*** Block opens ***

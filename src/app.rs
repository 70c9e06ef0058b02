use std::sync::Arc;
use std::time::Duration;

use crossterm::event::KeyEvent;
use ratatui::layout::Rect;
use tokio::sync::mpsc::{self, UnboundedReceiver, UnboundedSender};
use tracing::{debug, error, info, warn};

use crate::Theme;
use crate::api::{self, Server, ServerApi};
use crate::cli::Args;
use crate::commands::{Command, FetchServersCmd};
use crate::config::{AppConfig, GlobalAction, KeyResolver};
use crate::modal::{EditServerModal, ModalMsg, ModalStore, ServerDetailsModal, UpdateOutcome};
use crate::servers::ServerListView;
use crate::tui::{Event, Tui};
use crate::ui::{Component, EventResult, Toast, ToastManager, ToastType};

const FRAME_RATE: f64 = 30.0;
const TICK_RATE: f64 = 8.0;

/// Messages flowing back into the App from input handling and commands.
#[derive(Debug)]
pub enum AppMessage {
    // === Lifecycle ===
    Quit,
    Suspend,
    Resume,
    ClearScreen,

    // === Servers ===
    /// Re-fetch the server list.
    RefreshServers,
    ServersLoaded(Vec<Server>),
    ServersFailed(String),
    /// Result of the edit submission identified by `ticket`.
    ServerUpdated {
        ticket: u64,
        result: api::Result<Server>,
    },

    // === Feedback ===
    ShowToast {
        message: String,
        toast_type: ToastType,
    },
}

pub struct App {
    api: Arc<dyn ServerApi>,
    resolver: Arc<KeyResolver>,
    theme: Theme,
    servers: ServerListView,
    edit_modal: EditServerModal,
    details_modal: ServerDetailsModal,
    toasts: ToastManager,
    should_quit: bool,
    should_suspend: bool,
    message_tx: UnboundedSender<AppMessage>,
    message_rx: UnboundedReceiver<AppMessage>,
}

impl App {
    pub fn new(
        api: Arc<dyn ServerApi>,
        config: &AppConfig,
        resolver: Arc<KeyResolver>,
        theme: Theme,
    ) -> Self {
        let (message_tx, message_rx) = mpsc::unbounded_channel();
        let store = ModalStore::new();
        let submit_timeout = Duration::from_secs(config.api.submit_timeout_secs);

        Self {
            servers: ServerListView::new(store.clone(), resolver.clone()),
            edit_modal: EditServerModal::new(
                store.clone(),
                api.clone(),
                resolver.clone(),
                submit_timeout,
            ),
            details_modal: ServerDetailsModal::new(store, resolver.clone()),
            toasts: ToastManager::default(),
            api,
            resolver,
            theme,
            should_quit: false,
            should_suspend: false,
            message_tx,
            message_rx,
        }
    }

    pub fn apply_cli_args(&mut self, args: &Args) {
        if let Some(id) = &args.server {
            info!(server_id = %id, "Opening edit dialog after load");
            self.servers.edit_on_load(id.clone());
        }
    }

    pub async fn run(&mut self) -> color_eyre::Result<()> {
        let mut tui = Tui::new(FRAME_RATE, TICK_RATE)?;
        tui.enter()?;
        self.message_tx.send(AppMessage::RefreshServers)?;

        loop {
            self.handle_events(&mut tui).await?;
            self.handle_messages(&mut tui)?;
            if self.should_suspend {
                tui.suspend()?;
                self.message_tx.send(AppMessage::Resume)?;
                self.message_tx.send(AppMessage::ClearScreen)?;
                tui.enter()?;
            } else if self.should_quit {
                break;
            }
        }

        tui.exit()?;
        Ok(())
    }

    async fn handle_events(&mut self, tui: &mut Tui) -> color_eyre::Result<()> {
        let Some(event) = tui.next_event().await else {
            return Ok(());
        };

        match event {
            Event::Init => {}
            Event::Quit => self.message_tx.send(AppMessage::Quit)?,
            Event::Error(e) => warn!("Terminal event error: {e}"),
            Event::Tick => self.handle_tick(),
            Event::Render => self.render(tui)?,
            Event::Resize(width, height) => {
                tui.resize(Rect::new(0, 0, width, height))?;
                self.render(tui)?;
            }
            Event::Paste(text) => self.handle_paste(&text)?,
            Event::Key(key) => self.handle_key(key)?,
        }
        Ok(())
    }

    fn sync_modals(&mut self) {
        self.edit_modal.sync();
        self.details_modal.sync();
    }

    /// Route a key to the visible modal, or to the server list.
    fn handle_key(&mut self, key: KeyEvent) -> color_eyre::Result<()> {
        self.sync_modals();

        if self.edit_modal.is_visible() {
            if let EventResult::Event(ModalMsg::Run(cmd)) = self.edit_modal.handle_key(key)? {
                self.spawn(cmd);
            }
        } else if self.details_modal.is_visible() {
            self.details_modal.handle_key(key)?;
        } else if !self.servers.is_searching()
            && self.resolver.matches_global(&key, GlobalAction::Quit)
        {
            self.message_tx.send(AppMessage::Quit)?;
        } else if !self.servers.is_searching()
            && self.resolver.matches_global(&key, GlobalAction::Suspend)
        {
            self.message_tx.send(AppMessage::Suspend)?;
        } else if let EventResult::Event(message) = self.servers.handle_key(key)? {
            self.message_tx.send(message)?;
        }

        self.sync_modals();
        Ok(())
    }

    fn handle_paste(&mut self, text: &str) -> color_eyre::Result<()> {
        self.sync_modals();
        if self.edit_modal.is_visible() {
            if let EventResult::Event(ModalMsg::Run(cmd)) = self.edit_modal.handle_paste(text) {
                self.spawn(cmd);
            }
        } else if !self.details_modal.is_visible()
            && let EventResult::Event(message) = self.servers.handle_paste(text)
        {
            self.message_tx.send(message)?;
        }
        Ok(())
    }

    fn handle_tick(&mut self) {
        self.servers.handle_tick();
        self.edit_modal.handle_tick();
        self.toasts.handle_tick();
    }

    fn spawn(&self, cmd: Box<dyn Command>) {
        let name = cmd.name();
        debug!("Spawning command: {name}");
        let tx = self.message_tx.clone();
        tokio::spawn(async move {
            if let Err(e) = cmd.execute(tx).await {
                error!("Command '{name}' failed: {e}");
            }
        });
    }

    fn handle_messages(&mut self, tui: &mut Tui) -> color_eyre::Result<()> {
        while let Ok(message) = self.message_rx.try_recv() {
            match message {
                AppMessage::Quit => self.should_quit = true,
                AppMessage::Suspend => self.should_suspend = true,
                AppMessage::Resume => self.should_suspend = false,
                AppMessage::ClearScreen => tui.clear()?,
                other => {
                    if let Some(cmd) = self.update(other)? {
                        self.spawn(cmd);
                    }
                }
            }
        }
        Ok(())
    }

    /// Apply a domain message, returning a command to spawn if one is needed.
    fn update(&mut self, message: AppMessage) -> color_eyre::Result<Option<Box<dyn Command>>> {
        debug!(?message, "Handling message");
        match message {
            AppMessage::RefreshServers => {
                self.servers.set_loading();
                return Ok(Some(Box::new(FetchServersCmd::new(self.api.clone()))));
            }
            AppMessage::ServersLoaded(servers) => {
                self.servers.set_servers(servers);
                self.sync_modals();
            }
            AppMessage::ServersFailed(message) => {
                error!("Failed to load servers: {message}");
                self.servers.set_error(message.clone());
                self.toasts.show(Toast::new(
                    format!("Failed to load servers: {message}"),
                    ToastType::Error,
                ));
            }
            AppMessage::ServerUpdated { ticket, result } => {
                match self.edit_modal.handle_update_result(ticket, result) {
                    UpdateOutcome::Updated(server) => {
                        debug!(server_id = %server.id, "Refreshing after update");
                        self.message_tx.send(AppMessage::RefreshServers)?;
                        self.message_tx.send(AppMessage::ShowToast {
                            message: "Server updated".to_string(),
                            toast_type: ToastType::Success,
                        })?;
                    }
                    UpdateOutcome::Failed | UpdateOutcome::Discarded => {}
                }
                self.sync_modals();
            }
            AppMessage::ShowToast {
                message,
                toast_type,
            } => self.toasts.show(Toast::new(message, toast_type)),
            AppMessage::Quit
            | AppMessage::Suspend
            | AppMessage::Resume
            | AppMessage::ClearScreen => {}
        }
        Ok(None)
    }

    fn render(&mut self, tui: &mut Tui) -> color_eyre::Result<()> {
        tui.draw(|frame| {
            let area = frame.area();
            self.servers.render(frame, area, &self.theme);
            self.details_modal.render(frame, area, &self.theme);
            self.edit_modal.render(frame, area, &self.theme);
            self.toasts.render(frame, area, &self.theme);
        })?;
        Ok(())
    }
}
use std::sync::Arc;

use crossterm::event::KeyEvent;

use crate::config::actions::*;
use crate::config::keybindings::KeybindingsConfig;

pub struct KeyResolver {
    pub keybindings: Arc<KeybindingsConfig>,
}

impl KeyResolver {
    pub const fn new(keybindings: Arc<KeybindingsConfig>) -> Self {
        Self { keybindings }
    }

    // Global actions
    pub fn matches_global(&self, event: &KeyEvent, action: GlobalAction) -> bool {
        let kb = &self.keybindings.global;
        match action {
            GlobalAction::Quit => kb.quit.matches(event),
            GlobalAction::Suspend => kb.suspend.matches(event),
            GlobalAction::Back => kb.back.matches(event),
        }
    }

    pub fn display_global(&self, action: GlobalAction) -> String {
        let kb = &self.keybindings.global;
        match action {
            GlobalAction::Quit => kb.quit.display(),
            GlobalAction::Suspend => kb.suspend.display(),
            GlobalAction::Back => kb.back.display(),
        }
    }

    // Navigation actions
    pub fn matches_nav(&self, event: &KeyEvent, action: NavAction) -> bool {
        let kb = &self.keybindings.navigation;
        match action {
            NavAction::Up => kb.up.matches(event),
            NavAction::Down => kb.down.matches(event),
            NavAction::PageUp => kb.page_up.matches(event),
            NavAction::PageDown => kb.page_down.matches(event),
            NavAction::Home => kb.home.matches(event),
            NavAction::End => kb.end.matches(event),
            NavAction::Select => kb.select.matches(event),
        }
    }

    pub fn display_nav(&self, action: NavAction) -> String {
        let kb = &self.keybindings.navigation;
        match action {
            NavAction::Up => kb.up.display(),
            NavAction::Down => kb.down.display(),
            NavAction::PageUp => kb.page_up.display(),
            NavAction::PageDown => kb.page_down.display(),
            NavAction::Home => kb.home.display(),
            NavAction::End => kb.end.display(),
            NavAction::Select => kb.select.display(),
        }
    }

    // Search actions
    pub fn matches_search(&self, event: &KeyEvent, action: SearchAction) -> bool {
        let kb = &self.keybindings.search;
        match action {
            SearchAction::Toggle => kb.toggle.matches(event),
            SearchAction::Exit => kb.exit.matches(event),
        }
    }

    pub fn display_search(&self, action: SearchAction) -> String {
        let kb = &self.keybindings.search;
        match action {
            SearchAction::Toggle => kb.toggle.display(),
            SearchAction::Exit => kb.exit.display(),
        }
    }

    // Server list actions
    pub fn matches_servers(&self, event: &KeyEvent, action: ServersAction) -> bool {
        let kb = &self.keybindings.servers;
        match action {
            ServersAction::Edit => kb.edit.matches(event),
            ServersAction::Reload => kb.reload.matches(event),
        }
    }

    pub fn display_servers(&self, action: ServersAction) -> String {
        let kb = &self.keybindings.servers;
        match action {
            ServersAction::Edit => kb.edit.display(),
            ServersAction::Reload => kb.reload.display(),
        }
    }

    // Form actions
    pub fn matches_form(&self, event: &KeyEvent, action: FormAction) -> bool {
        let kb = &self.keybindings.form;
        match action {
            FormAction::NextField => kb.next_field.matches(event),
            FormAction::PrevField => kb.prev_field.matches(event),
            FormAction::Submit => kb.submit.matches(event),
            FormAction::Paste => kb.paste.matches(event),
        }
    }

    pub fn display_form(&self, action: FormAction) -> String {
        let kb = &self.keybindings.form;
        match action {
            FormAction::NextField => kb.next_field.display(),
            FormAction::PrevField => kb.prev_field.display(),
            FormAction::Submit => kb.submit.display(),
            FormAction::Paste => kb.paste.display(),
        }
    }

    // Dialog actions
    pub fn matches_dialog(&self, event: &KeyEvent, action: DialogAction) -> bool {
        let kb = &self.keybindings.dialog;
        match action {
            DialogAction::Dismiss => kb.dismiss.matches(event),
        }
    }

    pub fn display_dialog(&self, action: DialogAction) -> String {
        let kb = &self.keybindings.dialog;
        match action {
            DialogAction::Dismiss => kb.dismiss.display(),
        }
    }
}

impl Default for KeyResolver {
    fn default() -> Self {
        Self::new(Arc::new(KeybindingsConfig::default()))
    }
}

*** Block closes ***

• YOUR TASK: The required output is every line above that contains the string "impl".

• REPLY:
impl App {
impl KeyResolver {
impl Default for KeyResolver {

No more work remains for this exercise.